• OBJECTIVES
    • To analyze the efficacy of subgroups of various intrawound local antibiotics in reducing the rate of fracture-related infections.
  • DATA SOURCES AND STUDY SELECTION
    • PubMed, MEDLINE via Ovid, Web of Science, Cochrane database, and Science Direct were searched for articles in English on July 5, 2022, and December 15, 2022.
  • STUDY SELECTION
    • All clinical studies comparing the incidence of fracture-related infection between the administration of prophylactic systemic and topical antibiotics in fracture repair were analyzed.
  • DATA EXTRACTION
    • Cochrane collaboration's assessment tool and the methodological bias and the methodological index for nonrandomized studies were used to detect bias and evaluate the quality of included studies, respectively.
  • DATA SYNTHESIS
    • RevMan 5.3 software (Nordic Cochrane Centre, Denmark) was used to conduct the meta-analyses and generate forest plots.
  • CONCLUSIONS
    • From 1990 to 2021, 13 studies included 5309 patients.
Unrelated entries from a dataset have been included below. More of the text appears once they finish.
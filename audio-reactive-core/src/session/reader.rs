use std::fmt;
use std::sync::Arc;

use crate::models::audio_models::{ChannelDiagnostics, SpectrumSnapshot};

use super::shared::SharedSignals;

/// Read-only handle onto a session's live signals.
///
/// Cloning is cheap and clones observe the same session. Every accessor takes
/// at most one short lock (the level takes none), so readers can poll at
/// frame rate from any thread without stalling the capture thread.
#[derive(Clone)]
pub struct SignalReader {
    shared: Arc<SharedSignals>,
}

impl SignalReader {
    pub(crate) fn new(shared: Arc<SharedSignals>) -> Self {
        Self { shared }
    }

    /// Smoothed loudness in 0..=1.
    pub fn level(&self) -> f32 {
        self.shared.level()
    }

    /// Copy of the band spectrum.
    pub fn bands(&self) -> Vec<f32> {
        self.shared.spectrum.lock().bands().to_vec()
    }

    /// Copy the band spectrum into `out`, reusing its allocation.
    pub fn bands_into(&self, out: &mut Vec<f32>) {
        let spectrum = self.shared.spectrum.lock();
        out.clear();
        out.extend_from_slice(spectrum.bands());
    }

    pub fn bands_count(&self) -> usize {
        self.shared.spectrum.lock().bands_count()
    }

    pub fn bass_level(&self) -> f32 {
        self.shared.spectrum.lock().bass()
    }

    pub fn mid_level(&self) -> f32 {
        self.shared.spectrum.lock().mid()
    }

    pub fn treble_level(&self) -> f32 {
        self.shared.spectrum.lock().treble()
    }

    pub fn onset_level(&self) -> f32 {
        self.shared.spectrum.lock().onset()
    }

    /// Mean band value over `[low_hz, high_hz]`, in 0..=1.
    pub fn band_energy_hz(&self, low_hz: f32, high_hz: f32) -> f32 {
        self.shared.spectrum.lock().band_energy_hz(low_hz, high_hz)
    }

    pub fn channel_diagnostics(&self) -> ChannelDiagnostics {
        self.shared.ingest.lock().channels.clone()
    }

    /// Visualizer spectrum resampled to `target_bins` buckets.
    pub fn spectrum_snapshot(&self, target_bins: usize) -> SpectrumSnapshot {
        self.shared.spectrum.lock().spectrum_snapshot(target_bins)
    }

    pub fn fft_size(&self) -> usize {
        self.shared.spectrum.lock().fft_size()
    }

    pub fn sample_rate(&self) -> u32 {
        self.shared.spectrum.lock().sample_rate()
    }
}

impl fmt::Debug for SignalReader {
    fn fmt(&self, f: &mut fmt::Formatter<'_>) -> fmt::Result {
        f.debug_struct("SignalReader").field("level", &self.level()).finish_non_exhaustive()
    }
}

#[cfg(test)]
mod tests {
    use super::*;
    use crate::models::config::AnalysisSettings;
    use crate::processing::pcm;

    fn reader() -> SignalReader {
        SignalReader::new(Arc::new(SharedSignals::new(&AnalysisSettings::default())))
    }

    #[test]
    fn fresh_reader_reports_silence() {
        let r = reader();
        assert_eq!(r.level(), 0.0);
        assert_eq!(r.bands(), vec![0.0; 16]);
        assert_eq!(r.bands_count(), 16);
        assert_eq!((r.bass_level(), r.mid_level(), r.treble_level(), r.onset_level()), (0.0, 0.0, 0.0, 0.0));
        assert_eq!(r.fft_size(), 1024);
        assert_eq!(r.sample_rate(), 48_000);
        assert_eq!(r.channel_diagnostics().count, 0);
        assert_eq!(r.spectrum_snapshot(256).bins.len(), 256);
    }

    #[test]
    fn clones_share_state() {
        let r = reader();
        let clone = r.clone();
        let samples: Vec<i16> = (0..2048).map(|i| pcm::to_i16(0.7 * (i as f32 * 0.1).sin())).collect();
        r.shared.process_pcm16(&samples);

        assert!(clone.level() > 0.0);
        assert_eq!(clone.bands(), r.bands());
    }

    #[test]
    fn bands_into_reuses_buffer() {
        let r = reader();
        let mut out = vec![9.0; 40];
        r.bands_into(&mut out);
        assert_eq!(out.len(), 16);
        assert!(out.iter().all(|&v| v == 0.0));
    }
}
Nonstratified meta-analysis showed that intrawound administration of antibiotics significantly decreased the overall incidence of infection in both open and closed fractures, regardless of the severity of open fracture and antibiotics class [OR = 0.58, ( P = 0.007)] [OR = 0.33, ( P < 0.00001)], respectively. The stratified analysis revealed that prophylactic intrawound antibiotics significantly lowered infection rate in open fracture patients with Gustilo-Anderson type I (OR = 0.13, P = 0.004), type II (OR = 0.29, P = 0.0002), type III (OR = 0.21, P < 0.00001), when either tobramycin PMMA beads (OR = 0.29, P < 0.00001) or vancomycin powder (OR = 0.51, P = 0.03) was applied. This study demonstrates prophylactic administration of intrawound antibiotics significantly decreases the overall incidence of infection in all subgroups of surgically fixated fractures but does not affect the patient's length of hospital stay.
  • LEVEL OF EVIDENCE
    • Therapeutic Level II. See Instructions for Authors for a complete description of levels of evidence.